//! Progress hooks for image assembly.
//!
//! Reporting never influences results; an analysis built with
//! `progressbar = false` emits no events at all.

use std::time::Instant;
use tracing::{debug, info};

#[derive(Debug, Clone, Copy, PartialEq, Eq)]
pub enum ProgressEvent {
    /// Integration of batch `batch` (0-based) of `total` is about to start.
    BatchStarted { batch: usize, total: usize, len: usize },
    /// Orbit `index` of the current batch has been evaluated and written.
    OrbitEvaluated { batch: usize, index: usize, len: usize },
    /// Every pixel of the image has been written.
    Finished { pixels: usize },
}

pub trait ProgressObserver {
    fn report(&mut self, event: ProgressEvent);
}

impl<F: FnMut(ProgressEvent)> ProgressObserver for F {
    fn report(&mut self, event: ProgressEvent) {
        self(event)
    }
}

/// Default observer: batch-level `info` events, orbit-level `debug` events.
#[derive(Debug)]
pub struct TracingProgress {
    started: Instant,
    batch_started: Instant,
}

impl TracingProgress {
    pub fn new() -> Self {
        let now = Instant::now();
        Self {
            started: now,
            batch_started: now,
        }
    }
}

impl Default for TracingProgress {
    fn default() -> Self {
        Self::new()
    }
}

impl ProgressObserver for TracingProgress {
    fn report(&mut self, event: ProgressEvent) {
        match event {
            ProgressEvent::BatchStarted { batch, total, len } => {
                self.batch_started = Instant::now();
                info!(batch = batch + 1, total, orbits = len, "Integrating batch");
            }
            ProgressEvent::OrbitEvaluated { batch, index, len } => {
                debug!(batch = batch + 1, orbit = index + 1, of = len, "Orbit evaluated");
                if index + 1 == len {
                    debug!(
                        batch = batch + 1,
                        elapsed_ms = self.batch_started.elapsed().as_millis() as u64,
                        "Batch complete"
                    );
                }
            }
            ProgressEvent::Finished { pixels } => {
                info!(
                    pixels,
                    elapsed_ms = self.started.elapsed().as_millis() as u64,
                    "Image complete"
                );
            }
        }
    }
}

#[cfg(test)]
mod tests {
    use super::*;

    #[test]
    fn closures_are_observers() {
        let mut seen = Vec::new();
        {
            let mut observer = |event: ProgressEvent| seen.push(event);
            observer.report(ProgressEvent::Finished { pixels: 3 });
        }
        assert_eq!(seen, vec![ProgressEvent::Finished { pixels: 3 }]);
    }

    #[test]
    fn tracing_observer_accepts_every_event() {
        let mut observer = TracingProgress::new();
        observer.report(ProgressEvent::BatchStarted {
            batch: 0,
            total: 1,
            len: 1,
        });
        observer.report(ProgressEvent::OrbitEvaluated {
            batch: 0,
            index: 0,
            len: 1,
        });
        observer.report(ProgressEvent::Finished { pixels: 1 });
    }
}
//! Run and inspect commensurability analyses.
//!
//! Usage:
//!   `commensurability run <config.toml> [-o out.cmsb] [--no-progress]`
//!   `commensurability inspect <file> [--dataset NAME]`

mod config;

use anyhow::{Context, Result};
use clap::{Parser, Subcommand};
use commensurability_core::persistence::{AttrValue, Container, Dataset};
use commensurability_core::Analysis;
use config::RunConfig;
use std::path::PathBuf;
use tracing::info;
use tracing_subscriber::EnvFilter;

#[derive(Parser, Debug)]
#[command(name = "commensurability")]
#[command(about = "Commensurability images of orbits in galactic potentials")]
struct Args {
    #[command(subcommand)]
    command: Command,
}

#[derive(Subcommand, Debug)]
enum Command {
    /// Compute an image from a TOML run description and save it
    Run {
        /// Path to the run configuration
        config: PathBuf,

        /// Output container (defaults to the config path with a .cmsb extension)
        #[arg(short, long)]
        output: Option<PathBuf>,

        /// Disable progress reporting
        #[arg(long)]
        no_progress: bool,
    },
    /// Summarize a saved container
    Inspect {
        /// Path to the container
        file: PathBuf,

        /// Only show this dataset
        #[arg(long)]
        dataset: Option<String>,
    },
}

fn init_logging() {
    let filter = EnvFilter::try_from_default_env().unwrap_or_else(|_| EnvFilter::new("info"));
    tracing_subscriber::fmt()
        .with_env_filter(filter)
        .with_target(false)
        .init();
}

fn main() -> Result<()> {
    init_logging();

    match Args::parse().command {
        Command::Run {
            config,
            output,
            no_progress,
        } => run(config, output, !no_progress),
        Command::Inspect { file, dataset } => inspect(file, dataset),
    }
}

fn run(config_path: PathBuf, output: Option<PathBuf>, progressbar: bool) -> Result<()> {
    let config = RunConfig::from_file(&config_path)?;
    let output = config.output_path(&config_path, output);
    info!(config = %config_path.display(), "Loaded run configuration");

    let analysis = Analysis::new(
        config.evaluator.build(),
        config.initial_conditions.clone(),
        config.axes(),
        config.potential.clone(),
        config.dt,
        config.steps,
        config.options(progressbar),
    )
    .context("Analysis failed")?;
    analysis
        .save(&output)
        .with_context(|| format!("Failed to save {}", output.display()))?;

    let image = analysis.image();
    let (min, max) = image
        .iter()
        .fold((f64::INFINITY, f64::NEG_INFINITY), |(lo, hi), &v| {
            (lo.min(v), hi.max(v))
        });
    info!(
        output = %output.display(),
        shape = ?analysis.shape(),
        min,
        max,
        "Wrote commensurability image"
    );
    Ok(())
}

fn inspect(path: PathBuf, only: Option<String>) -> Result<()> {
    let container = Container::read(&path)
        .with_context(|| format!("Failed to read {}", path.display()))?;
    let datasets: Vec<(&str, &Dataset)> = match only.as_deref() {
        Some(name) => vec![(name, container.dataset(name)?)],
        None => container
            .datasets
            .iter()
            .map(|(name, dataset)| (name.as_str(), dataset))
            .collect(),
    };

    for (name, dataset) in datasets {
        println!("{name}: shape {:?}", dataset.shape);
        if !dataset.data.is_empty() {
            let mean = dataset.data.iter().sum::<f64>() / dataset.data.len() as f64;
            let min = dataset.data.iter().copied().fold(f64::INFINITY, f64::min);
            let max = dataset.data.iter().copied().fold(f64::NEG_INFINITY, f64::max);
            println!("  measure: min {min:.6}, mean {mean:.6}, max {max:.6}");
        }
        for (key, value) in &dataset.attrs {
            println!("  {key} = {}", describe(value));
        }
    }
    Ok(())
}

fn describe(value: &AttrValue) -> String {
    match value {
        AttrValue::Blob(bytes) => match std::str::from_utf8(bytes) {
            Ok(text) => text.lines().map(str::trim).collect::<Vec<_>>().join(" "),
            Err(_) => format!("<{} bytes>", bytes.len()),
        },
        AttrValue::Text(text) => text.clone(),
        AttrValue::Float(value) => value.to_string(),
        AttrValue::UInt(value) => value.to_string(),
        AttrValue::Floats(values) if values.len() <= 8 => format!("{values:?}"),
        AttrValue::Floats(values) => format!(
            "[{} .. {}] ({} values)",
            values[0],
            values[values.len() - 1],
            values.len()
        ),
    }
}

★ ★ ★

Task directions ▸
The answer must be every line from the records above that contains the word "bytes", copied in full.

Response to this exercise ▸
        AttrValue::Blob(bytes) => match std::str::from_utf8(bytes) {
            Err(_) => format!("<{} bytes>", bytes.len()),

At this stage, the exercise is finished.